» **Description of the task**
Please return only the lines from the one holding "filename src/components/welcome.rs" through the one holding "if let Err(e)", exactly as they appear in the records below, both ends included.

» **Extracted material**
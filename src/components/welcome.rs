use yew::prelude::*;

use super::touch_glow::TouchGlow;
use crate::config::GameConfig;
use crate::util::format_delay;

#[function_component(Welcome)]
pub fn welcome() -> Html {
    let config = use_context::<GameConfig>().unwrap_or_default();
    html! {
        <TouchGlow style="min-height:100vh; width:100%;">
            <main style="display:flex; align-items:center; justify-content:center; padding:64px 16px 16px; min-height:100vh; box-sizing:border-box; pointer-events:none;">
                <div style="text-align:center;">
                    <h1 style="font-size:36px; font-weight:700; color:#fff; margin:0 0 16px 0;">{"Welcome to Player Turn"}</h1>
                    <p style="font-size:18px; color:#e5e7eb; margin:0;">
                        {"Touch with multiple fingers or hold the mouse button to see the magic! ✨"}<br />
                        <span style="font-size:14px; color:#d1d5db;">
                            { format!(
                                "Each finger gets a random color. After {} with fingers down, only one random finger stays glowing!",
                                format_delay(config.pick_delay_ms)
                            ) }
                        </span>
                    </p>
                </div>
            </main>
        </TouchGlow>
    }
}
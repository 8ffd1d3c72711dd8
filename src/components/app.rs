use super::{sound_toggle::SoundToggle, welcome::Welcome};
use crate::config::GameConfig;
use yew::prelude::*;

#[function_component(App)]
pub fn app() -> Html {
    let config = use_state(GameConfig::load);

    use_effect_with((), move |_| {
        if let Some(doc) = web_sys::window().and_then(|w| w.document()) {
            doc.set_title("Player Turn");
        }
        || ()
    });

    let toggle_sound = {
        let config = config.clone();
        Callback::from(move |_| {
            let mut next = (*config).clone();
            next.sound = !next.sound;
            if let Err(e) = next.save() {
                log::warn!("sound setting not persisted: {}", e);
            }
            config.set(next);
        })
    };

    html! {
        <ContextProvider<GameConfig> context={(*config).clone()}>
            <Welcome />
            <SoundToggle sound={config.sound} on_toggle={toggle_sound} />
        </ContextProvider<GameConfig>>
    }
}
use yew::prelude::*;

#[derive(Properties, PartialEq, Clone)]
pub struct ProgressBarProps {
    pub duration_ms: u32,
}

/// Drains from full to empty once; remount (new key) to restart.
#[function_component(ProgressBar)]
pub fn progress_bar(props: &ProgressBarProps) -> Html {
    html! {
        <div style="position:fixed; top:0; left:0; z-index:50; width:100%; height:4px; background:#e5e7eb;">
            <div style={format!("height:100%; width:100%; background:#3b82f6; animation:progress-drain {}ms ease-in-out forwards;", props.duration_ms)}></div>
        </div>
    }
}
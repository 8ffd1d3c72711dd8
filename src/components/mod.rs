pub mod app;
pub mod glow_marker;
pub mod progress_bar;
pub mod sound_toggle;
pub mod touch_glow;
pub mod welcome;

---

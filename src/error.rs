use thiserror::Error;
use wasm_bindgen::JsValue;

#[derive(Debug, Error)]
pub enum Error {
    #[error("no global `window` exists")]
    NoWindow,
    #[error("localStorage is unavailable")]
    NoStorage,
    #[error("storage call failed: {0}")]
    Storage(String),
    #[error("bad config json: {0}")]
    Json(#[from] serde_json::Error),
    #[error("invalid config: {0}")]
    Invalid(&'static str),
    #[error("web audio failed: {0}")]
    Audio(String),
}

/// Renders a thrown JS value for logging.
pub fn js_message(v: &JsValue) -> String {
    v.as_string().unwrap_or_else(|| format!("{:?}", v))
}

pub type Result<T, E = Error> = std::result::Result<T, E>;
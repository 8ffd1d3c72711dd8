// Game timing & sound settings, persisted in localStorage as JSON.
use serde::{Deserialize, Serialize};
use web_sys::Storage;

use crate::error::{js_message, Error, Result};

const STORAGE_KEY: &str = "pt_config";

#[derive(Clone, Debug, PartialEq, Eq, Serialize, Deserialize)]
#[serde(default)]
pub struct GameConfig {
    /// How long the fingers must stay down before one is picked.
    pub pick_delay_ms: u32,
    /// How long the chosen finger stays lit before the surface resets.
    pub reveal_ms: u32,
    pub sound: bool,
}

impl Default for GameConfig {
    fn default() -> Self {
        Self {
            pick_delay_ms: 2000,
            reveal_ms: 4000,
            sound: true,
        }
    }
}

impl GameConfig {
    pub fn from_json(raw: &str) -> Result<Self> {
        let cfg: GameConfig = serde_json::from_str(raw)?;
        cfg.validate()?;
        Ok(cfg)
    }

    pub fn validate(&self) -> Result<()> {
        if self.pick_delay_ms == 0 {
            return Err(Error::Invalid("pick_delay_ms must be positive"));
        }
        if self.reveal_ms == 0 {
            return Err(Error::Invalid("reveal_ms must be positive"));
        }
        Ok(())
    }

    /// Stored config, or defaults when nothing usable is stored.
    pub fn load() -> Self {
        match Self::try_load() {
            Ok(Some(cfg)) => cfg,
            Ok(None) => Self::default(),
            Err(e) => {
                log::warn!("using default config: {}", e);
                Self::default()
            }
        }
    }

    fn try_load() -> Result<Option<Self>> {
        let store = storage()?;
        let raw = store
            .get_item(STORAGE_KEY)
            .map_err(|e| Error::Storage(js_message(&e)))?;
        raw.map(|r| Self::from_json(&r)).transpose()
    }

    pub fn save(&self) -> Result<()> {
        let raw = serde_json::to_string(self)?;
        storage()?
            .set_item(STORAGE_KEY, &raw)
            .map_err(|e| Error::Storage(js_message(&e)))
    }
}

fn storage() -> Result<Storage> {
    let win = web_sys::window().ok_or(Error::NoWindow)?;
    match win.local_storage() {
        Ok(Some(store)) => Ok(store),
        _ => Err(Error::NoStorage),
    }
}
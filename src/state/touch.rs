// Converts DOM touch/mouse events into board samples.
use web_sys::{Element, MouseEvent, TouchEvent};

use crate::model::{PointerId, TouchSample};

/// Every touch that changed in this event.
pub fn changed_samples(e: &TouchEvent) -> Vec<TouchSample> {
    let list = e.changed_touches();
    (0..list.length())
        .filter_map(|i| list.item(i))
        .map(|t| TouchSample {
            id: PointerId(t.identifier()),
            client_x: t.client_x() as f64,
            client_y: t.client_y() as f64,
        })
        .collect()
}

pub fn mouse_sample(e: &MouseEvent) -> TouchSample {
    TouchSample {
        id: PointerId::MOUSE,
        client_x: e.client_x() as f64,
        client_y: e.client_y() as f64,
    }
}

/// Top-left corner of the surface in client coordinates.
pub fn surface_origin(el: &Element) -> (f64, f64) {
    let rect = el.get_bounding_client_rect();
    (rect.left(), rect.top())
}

» **Exercise solution**
filename src/components/welcome.rs
use yew::prelude::*;

use super::touch_glow::TouchGlow;
use crate::config::GameConfig;
use crate::util::format_delay;

#[function_component(Welcome)]
pub fn welcome() -> Html {
    let config = use_context::<GameConfig>().unwrap_or_default();
    html! {
        <TouchGlow style="min-height:100vh; width:100%;">
            <main style="display:flex; align-items:center; justify-content:center; padding:64px 16px 16px; min-height:100vh; box-sizing:border-box; pointer-events:none;">
                <div style="text-align:center;">
                    <h1 style="font-size:36px; font-weight:700; color:#fff; margin:0 0 16px 0;">{"Welcome to Player Turn"}</h1>
                    <p style="font-size:18px; color:#e5e7eb; margin:0;">
                        {"Touch with multiple fingers or hold the mouse button to see the magic! ✨"}<br />
                        <span style="font-size:14px; color:#d1d5db;">
                            { format!(
                                "Each finger gets a random color. After {} with fingers down, only one random finger stays glowing!",
                                format_delay(config.pick_delay_ms)
                            ) }
                        </span>
                    </p>
                </div>
            </main>
        </TouchGlow>
    }
}
repository 8ffd1d3c72711dd8
filename src/components/app.rs
use super::{sound_toggle::SoundToggle, welcome::Welcome};
use crate::config::GameConfig;
use yew::prelude::*;

#[function_component(App)]
pub fn app() -> Html {
    let config = use_state(GameConfig::load);

    use_effect_with((), move |_| {
        if let Some(doc) = web_sys::window().and_then(|w| w.document()) {
            doc.set_title("Player Turn");
        }
        || ()
    });

    let toggle_sound = {
        let config = config.clone();
        Callback::from(move |_| {
            let mut next = (*config).clone();
            next.sound = !next.sound;
            if let Err(e) = next.save() {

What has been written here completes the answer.